WHAT NEEDS TO BE DONE: Search the records for the word "Some". Copy every line where it appears.

EXERCISE DATA:

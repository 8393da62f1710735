//! HTTP client for the tourism backend's REST API.
//!
//! `ApiClient` logs in against the configured login endpoint and implements
//! `ResourceApi` for the admin pages. Each call is a single request: no
//! retries, caching or deduplication.

use std::path::Path;
use std::time::Duration;

use anyhow::{Context, Result};
use async_trait::async_trait;
use reqwest::multipart::{Form, Part};
use reqwest::{Client, RequestBuilder};
use serde_json::{json, Map, Value};
use tracing::{debug, warn};

use crate::config::Config;
use crate::resources::{Record, ResourceKind};

use super::backend::{record_from_value, FileUpload, PageQuery, RecordPage, ResourceApi, Submission};
use super::ApiError;

/// Clone is cheap - reqwest::Client uses Arc internally for connection pooling.
#[derive(Clone)]
pub struct ApiClient {
    client: Client,
    base_url: String,
    login_url: String,
    login_field: String,
}

impl ApiClient {
    pub fn new(config: &Config) -> Result<Self> {
        let client = Client::builder()
            .timeout(Duration::from_secs(config.request_timeout_secs))
            .build()
            .context("Failed to build HTTP client")?;

        Ok(Self {
            client,
            base_url: config.base_url().to_string(),
            login_url: config.login_url(),
            login_field: config.login_field.clone(),
        })
    }

    pub fn base_url(&self) -> &str {
        &self.base_url
    }

    /// Log in and return the issued bearer token
    pub async fn authenticate(&self, username: &str, password: &str) -> Result<String, ApiError> {
        let mut body = Map::new();
        body.insert(self.login_field.clone(), json!(username));
        body.insert("password".to_string(), json!(password));

        debug!(url = %self.login_url, "Sending login request");
        let response = self
            .client
            .post(&self.login_url)
            .json(&body)
            .send()
            .await?;
        let response = Self::check_response(response).await?;
        let value: Value = response.json().await?;

        extract_token(&value).ok_or_else(|| {
            ApiError::InvalidResponse("Login response did not include a token".to_string())
        })
    }

    fn collection_url(&self, kind: ResourceKind) -> String {
        format!("{}/{}", self.base_url, kind.slug())
    }

    fn record_url(&self, kind: ResourceKind, id: &str) -> String {
        format!("{}/{}/{}", self.base_url, kind.slug(), id)
    }

    /// Check if response is successful, returning an error with body if not.
    async fn check_response(response: reqwest::Response) -> Result<reqwest::Response, ApiError> {
        if response.status().is_success() {
            Ok(response)
        } else {
            let status = response.status();
            let url = response.url().to_string();
            let body = response.text().await.unwrap_or_default();
            warn!(%status, url = %url, "Request failed");
            Err(ApiError::from_status(status, &body))
        }
    }

    async fn send_json(request: RequestBuilder) -> Result<Value, ApiError> {
        let response = Self::check_response(request.send().await?).await?;
        let text = response.text().await?;
        if text.trim().is_empty() {
            return Ok(Value::Object(Map::new()));
        }
        serde_json::from_str(&text)
            .map_err(|e| ApiError::InvalidResponse(format!("Malformed JSON: {}", e)))
    }

    async fn with_body(request: RequestBuilder, body: Submission) -> Result<RequestBuilder, ApiError> {
        match body {
            Submission::Json(record) => Ok(request.json(&record)),
            Submission::Multipart { fields, files } => {
                let mut form = Form::new();
                for (name, value) in fields {
                    form = form.text(name, value);
                }
                for upload in files {
                    form = form.part(upload.field.clone(), file_part(&upload).await?);
                }
                Ok(request.multipart(form))
            }
        }
    }
}

#[async_trait]
impl ResourceApi for ApiClient {
    async fn list(
        &self,
        token: &str,
        kind: ResourceKind,
        query: Option<PageQuery>,
    ) -> Result<RecordPage, ApiError> {
        let mut request = self.client.get(self.collection_url(kind)).bearer_auth(token);
        if let Some(q) = query {
            request = request.query(&[("page", q.page), ("limit", q.limit)]);
        }
        debug!(kind = kind.slug(), ?query, "Fetching collection");
        let value = Self::send_json(request).await?;
        RecordPage::from_value(value, kind, query)
    }

    async fn fetch(&self, token: &str, kind: ResourceKind, id: &str) -> Result<Record, ApiError> {
        debug!(kind = kind.slug(), id, "Fetching record");
        let request = self.client.get(self.record_url(kind, id)).bearer_auth(token);
        record_from_value(Self::send_json(request).await?)
    }

    async fn create(
        &self,
        token: &str,
        kind: ResourceKind,
        body: Submission,
    ) -> Result<Record, ApiError> {
        debug!(kind = kind.slug(), "Creating record");
        let request = self.client.post(self.collection_url(kind)).bearer_auth(token);
        let request = Self::with_body(request, body).await?;
        record_from_value(Self::send_json(request).await?)
    }

    async fn update(
        &self,
        token: &str,
        kind: ResourceKind,
        id: &str,
        body: Submission,
    ) -> Result<Record, ApiError> {
        debug!(kind = kind.slug(), id, "Updating record");
        let request = self.client.put(self.record_url(kind, id)).bearer_auth(token);
        let request = Self::with_body(request, body).await?;
        record_from_value(Self::send_json(request).await?)
    }
}

/// Token from a login response: `token`, `accessToken`, `access_token`,
/// or any of those under `data`.
fn extract_token(value: &Value) -> Option<String> {
    const KEYS: [&str; 3] = ["token", "accessToken", "access_token"];
    let top = value.as_object()?;
    let nested = top.get("data").and_then(Value::as_object);
    std::iter::once(top)
        .chain(nested)
        .find_map(|obj| {
            KEYS.iter()
                .find_map(|key| obj.get(*key).and_then(Value::as_str))
        })
        .filter(|token| !token.is_empty())
        .map(str::to_string)
}

async fn file_part(upload: &FileUpload) -> Result<Part, ApiError> {
    let bytes = tokio::fs::read(&upload.path)
        .await
        .map_err(|source| ApiError::Upload {
            path: upload.path.display().to_string(),
            source,
        })?;
    let file_name = upload
        .path
        .file_name()
        .map(|name| name.to_string_lossy().into_owned())
        .unwrap_or_else(|| upload.field.clone());
    let part = Part::bytes(bytes).file_name(file_name);
    match image_mime(&upload.path) {
        Some(mime) => Ok(part.mime_str(mime)?),
        None => Ok(part),
    }
}

fn image_mime(path: &Path) -> Option<&'static str> {
    let ext = path.extension()?.to_str()?.to_ascii_lowercase();
    match ext.as_str() {
        "jpg" | "jpeg" => Some("image/jpeg"),
        "png" => Some("image/png"),
        "gif" => Some("image/gif"),
        "webp" => Some("image/webp"),
        "svg" => Some("image/svg+xml"),
        _ => None,
    }
}

#[cfg(test)]
mod tests {
    use super::*;

    #[test]
    fn test_extract_token_shapes() {
        assert_eq!(extract_token(&json!({"token": "a.b.c"})), Some("a.b.c".to_string()));
        assert_eq!(extract_token(&json!({"accessToken": "x"})), Some("x".to_string()));
        assert_eq!(
            extract_token(&json!({"success": true, "data": {"token": "nested"}})),
            Some("nested".to_string())
        );
        assert_eq!(extract_token(&json!({"token": ""})), None);
        assert_eq!(extract_token(&json!({"message": "welcome"})), None);
        assert_eq!(extract_token(&json!("a.b.c")), None);
    }

    #[test]
    fn test_image_mime() {
        assert_eq!(image_mime(Path::new("/tmp/beach.JPG")), Some("image/jpeg"));
        assert_eq!(image_mime(Path::new("flag.svg")), Some("image/svg+xml"));
        assert_eq!(image_mime(Path::new("notes.txt")), None);
        assert_eq!(image_mime(Path::new("noext")), None);
    }

    #[test]
    fn test_urls_use_trimmed_base() {
        let config = Config {
            api_base_url: "http://api.example.com/v1/".to_string(),
            ..Config::default()
        };
        let client = ApiClient::new(&config).expect("client");
        assert_eq!(client.collection_url(ResourceKind::Visa), "http://api.example.com/v1/visas");
        assert_eq!(
            client.record_url(ResourceKind::Tour, "abc"),
            "http://api.example.com/v1/tours/abc"
        );
    }

    #[tokio::test]
    async fn test_missing_upload_file_is_reported() {
        let upload = FileUpload {
            field: "image".to_string(),
            path: std::env::temp_dir().join("touradmin-missing-upload.png"),
        };
        let err = file_part(&upload).await.err().expect("missing file should fail");
        assert!(matches!(err, ApiError::Upload { .. }));
    }
}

YOUR SOLUTION:
        if let Some(q) = query {
        Some(mime) => Ok(part.mime_str(mime)?),
        "jpg" | "jpeg" => Some("image/jpeg"),
        "png" => Some("image/png"),
        "gif" => Some("image/gif"),
        "webp" => Some("image/webp"),
        "svg" => Some("image/svg+xml"),
        assert_eq!(extract_token(&json!({"token": "a.b.c"})), Some("a.b.c".to_string()));
        assert_eq!(extract_token(&json!({"accessToken": "x"})), Some("x".to_string()));
            Some("nested".to_string())
        assert_eq!(image_mime(Path::new("/tmp/beach.JPG")), Some("image/jpeg"));
        assert_eq!(image_mime(Path::new("flag.svg")), Some("image/svg+xml"));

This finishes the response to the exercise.